Lynis is a lightweight, free, open‑source security audit tool for Unix/Linux systems. It scans for malware, configuration weaknesses, and known vulnerabilities, then produces a detailed report with warnings and recommendations that help administrators implement security policies.

Environment

CentOS 8

Lynis 3.0.0

Installing Lynis

Create a directory for Lynis, download the source archive, extract it, and run the script. All commands must be executed with root privileges.

# mkdir /usr/local/lynis
# cd /usr/local/lynis
# wget https://downloads.cisofy.com/lynis/lynis-3.0.0.tar.gz
# tar xvf lynis-3.0.0.tar.gz
# cd lynis

After extraction, you can display the help information. The tool writes logs to /var/log/lynis.log.

# ./lynis

Running a Full System Audit

Use the audit system option to scan the entire host. The --wait flag pauses after each report section, waiting for the user to press Enter.

# ./lynis audit system
# ./lynis audit system --wait

Targeted Audits by Group

If you only need to audit specific components, list the available test groups and run a subset.
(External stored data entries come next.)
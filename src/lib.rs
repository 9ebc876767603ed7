//! This crate implements two textbook linked lists: a circular singly-linked list and a
//! (non-circular) doubly-linked list.
//!
//! # Purpose
//! Both lists are written to understand the pointer bookkeeping behind them, rather than to compete
//! with [`std::collections::LinkedList`] or [`Vec`]. Each list owns its nodes exclusively; links
//! between nodes are raw, non-owning pointers and nothing outside of the list can alias a node.
//!
//! # Error Handling
//! Operations that search for a value, or that need the list to have a minimum length, return
//! [`Result`]s rather than printing a message and silently doing nothing. The errors are strongly
//! typed: small structs that implement [`Error`](std::error::Error), combined with enums for static
//! dispatch where an operation can fail in more than one way. Failed operations never partially
//! modify a list, because every search completes before any link is touched.
//!
//! Panics are reserved for things that can't reasonably be handled, like a length overflowing
//! [`usize`].
//!
//! # Features
//! - `circular`: [`CircularList`](collections::linked::CircularList).
//! - `doubly`: [`DoublyList`](collections::linked::DoublyList).
//! - `linked-all` (default): both of the above.

// #![warn(missing_docs)]
#![warn(clippy::missing_safety_doc)]
#![warn(clippy::undocumented_unsafe_blocks)]
#![warn(clippy::missing_panics_doc)]
#![warn(clippy::unwrap_used)]
#![allow(clippy::module_inception)]

#[cfg(feature = "collections")]
pub mod collections;

pub(crate) mod util;
#![cfg(test)]

use std::cell::Cell;
use std::rc::Rc;

use super::*;
use crate::collections::linked::{EmptyList, ValueNotFound};
use crate::util::alloc::CountedDrop;

fn contents<T: Clone>(list: &DoublyList<T>) -> Vec<T> {
    list.iter().cloned().collect()
}

#[test]
fn test_display_sequence() {
    let mut list = DoublyList::new(1);
    assert_eq!(list.to_string(), "1");

    list.insert_next_to_head(2).expect("The list isn't empty");
    list.verify_double_links();
    assert_eq!(list.to_string(), "1 <-> 2");

    list.insert_before_head(3);
    list.verify_double_links();
    assert_eq!(list.to_string(), "3 <-> 1 <-> 2");

    assert_eq!(list.insert_after_value(5, &3), Ok(()));
    list.verify_double_links();
    assert_eq!(list.to_string(), "3 <-> 5 <-> 1 <-> 2");

    assert_eq!(list.delete_value(&5), Ok(5));
    list.verify_double_links();
    assert_eq!(
        list.to_string(),
        "3 <-> 1 <-> 2",
        "The display shouldn't repeat the head, the list isn't circular."
    );
    assert_eq!(list.len(), 3);
}

#[test]
fn test_insert_next_to_head() {
    let mut list = DoublyList::new('a');
    list.insert_next_to_head('c').expect("The list isn't empty");
    list.insert_next_to_head('b').expect("The list isn't empty");
    list.verify_double_links();
    assert_eq!(contents(&list), ['a', 'b', 'c']);
    assert_eq!(list.head(), Some(&'a'));
}

#[test]
fn test_insert_after_value() {
    let mut list = DoublyList::new(1);
    list.insert_next_to_head(2).expect("The list isn't empty");

    assert_eq!(list.insert_after_value(3, &2), Ok(()));
    list.verify_double_links();
    assert_eq!(contents(&list), [1, 2, 3], "Inserting after the tail should extend the list.");

    assert_eq!(list.insert_after_value(4, &1), Ok(()));
    list.verify_double_links();
    assert_eq!(contents(&list), [1, 4, 2, 3]);

    assert_eq!(list.insert_after_value(9, &42), Err(ValueNotFound));
    list.verify_double_links();
    assert_eq!(list.len(), 4, "A failed search shouldn't change the length.");
    assert_eq!(contents(&list), [1, 4, 2, 3]);
}

#[test]
fn test_delete_value() {
    let mut list = DoublyList::new(1);
    for i in [4, 3, 2] {
        list.insert_next_to_head(i).expect("The list isn't empty");
    }
    assert_eq!(contents(&list), [1, 2, 3, 4]);

    assert_eq!(list.delete_value(&4), Ok(4));
    list.verify_double_links();
    assert_eq!(contents(&list), [1, 2, 3], "Deleting the tail should leave a new tail.");

    assert_eq!(list.delete_value(&1), Ok(1));
    list.verify_double_links();
    assert_eq!(list.head(), Some(&2), "Deleting the head should promote its successor.");
    assert_eq!(contents(&list), [2, 3]);

    assert_eq!(list.delete_value(&42), Err(ValueNotFound));
    assert_eq!(list.len(), 2, "A failed delete shouldn't change the length.");
    list.verify_double_links();
}

#[test]
fn test_delete_first_duplicate() {
    let mut list = DoublyList::new(7);
    list.insert_next_to_head(7).expect("The list isn't empty");
    list.insert_next_to_head(1).expect("The list isn't empty");
    *list.head_mut().expect("The list isn't empty") = 0;

    assert_eq!(contents(&list), [0, 1, 7]);
    list.insert_before_head(7);
    assert_eq!(list.delete_value(&7), Ok(7));
    assert_eq!(contents(&list), [0, 1, 7], "Only the first match should be deleted.");
    list.verify_double_links();
}

#[test]
fn test_empty_list() {
    let mut list = DoublyList::new("x");
    assert_eq!(list.delete_value(&"x"), Ok("x"));
    list.verify_double_links();
    assert!(list.is_empty());
    assert_eq!(list.len(), 0);
    assert_eq!(list.head(), None);
    assert_eq!(list.to_string(), "()");
    assert_eq!(list.iter().next(), None);

    assert_eq!(list.insert_next_to_head("y"), Err(EmptyList));
    assert_eq!(list.insert_after_value("y", &"x"), Err(ValueNotFound));
    assert_eq!(list.delete_value(&"x"), Err(ValueNotFound));
    assert!(list.is_empty(), "Failed operations shouldn't add anything to an empty list.");

    list.insert_before_head("z");
    list.verify_double_links();
    assert_eq!(list.len(), 1);
    assert_eq!(list.to_string(), "z");
}

#[test]
fn test_round_trip() {
    let mut list = DoublyList::new(10);
    for i in [40, 30, 20] {
        list.insert_next_to_head(i).expect("The list isn't empty");
    }
    let before = list.clone();

    list.insert_after_value(25, &20).expect("20 is in the list");
    assert_eq!(list.len(), before.len() + 1);
    assert_eq!(list.delete_value(&25), Ok(25));

    assert_eq!(list, before, "Inserting then deleting a unique value should restore the list.");
    list.verify_double_links();
}

#[test]
fn test_len_matches_traversal() {
    let mut list = DoublyList::new(0);
    for i in 1..20 {
        match i % 3 {
            0 => list.insert_before_head(i),
            1 => list.insert_next_to_head(i).expect("The list isn't empty"),
            _ => list.insert_after_value(i, &(i - 1)).expect("i - 1 was just inserted"),
        }
        list.verify_double_links();
        assert_eq!(list.len(), list.iter().count());
        assert_eq!(list.iter().len(), list.len());
    }

    for i in 0..20 {
        assert_eq!(list.delete_value(&i), Ok(i));
        list.verify_double_links();
        assert_eq!(list.len(), list.iter().count());
        assert!(!list.contains(&i));
    }
    assert!(list.is_empty());
}

#[test]
fn test_clone_and_debug() {
    let mut list = DoublyList::new(String::from("b"));
    list.insert_before_head(String::from("a"));

    let copy = list.clone();
    copy.verify_double_links();
    list.head_mut().expect("The list isn't empty").push('!');

    assert_eq!(list.to_string(), "a! <-> b");
    assert_eq!(copy.to_string(), "a <-> b", "A clone shouldn't share nodes.");
    assert_ne!(list, copy);
    assert_eq!(format!("{copy:?}"), r#"DoublyList { contents: ["a", "b"], len: 2 }"#);

    let mut empty = DoublyList::new(String::new());
    empty.delete_value(&String::new()).expect("The list holds an empty string");
    assert!(empty.clone().is_empty());
}

#[test]
fn test_drops_every_node_once() {
    let drops = Rc::new(Cell::new(0));
    let mut list = DoublyList::new(CountedDrop::new(0, &drops));
    for id in 1..6 {
        list.insert_before_head(CountedDrop::new(id, &drops));
    }

    let probe = CountedDrop::new(3, &drops);
    let removed = list.delete_value(&probe).expect("3 is in the list");
    drop(probe);
    assert_eq!(removed.id, 3);
    assert_eq!(drops.get(), 1, "Only the probe should have been dropped so far.");
    drop(removed);
    assert_eq!(drops.get(), 2);

    drop(list);
    assert_eq!(drops.get(), 7, "Dropping the list should drop each remaining value once.");
}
For example, to audit the kernel and firewall tests:

# ./lynis show groups
# ./lynis --tests-from-group 'kernel firewalls'

Further Options

For a complete list of command‑line options, consult the built‑in manual page:

# ./lynis --man

Conclusion

Lynis provides a straightforward way to discover malware, misconfigurations, and security gaps on Linux servers. By automating regular audits, administrators can quickly identify issues and apply hardening measures, improving overall system resilience.